Assigned task
Repeat the listing below in full.

Input data
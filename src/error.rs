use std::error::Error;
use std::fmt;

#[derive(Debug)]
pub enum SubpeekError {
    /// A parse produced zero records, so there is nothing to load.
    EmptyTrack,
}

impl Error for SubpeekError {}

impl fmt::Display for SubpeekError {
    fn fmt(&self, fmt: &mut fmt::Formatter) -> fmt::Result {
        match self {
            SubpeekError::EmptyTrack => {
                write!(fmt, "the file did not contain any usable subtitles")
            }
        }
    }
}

Answer
filename src/error.rs
use std::error::Error;
use std::fmt;

#[derive(Debug)]
pub enum SubpeekError {
    /// A parse produced zero records, so there is nothing to load.
    EmptyTrack,
}

impl Error for SubpeekError {}

impl fmt::Display for SubpeekError {
    fn fmt(&self, fmt: &mut fmt::Formatter) -> fmt::Result {
        match self {
            SubpeekError::EmptyTrack => {
                write!(fmt, "the file did not contain any usable subtitles")
            }
        }
    }
}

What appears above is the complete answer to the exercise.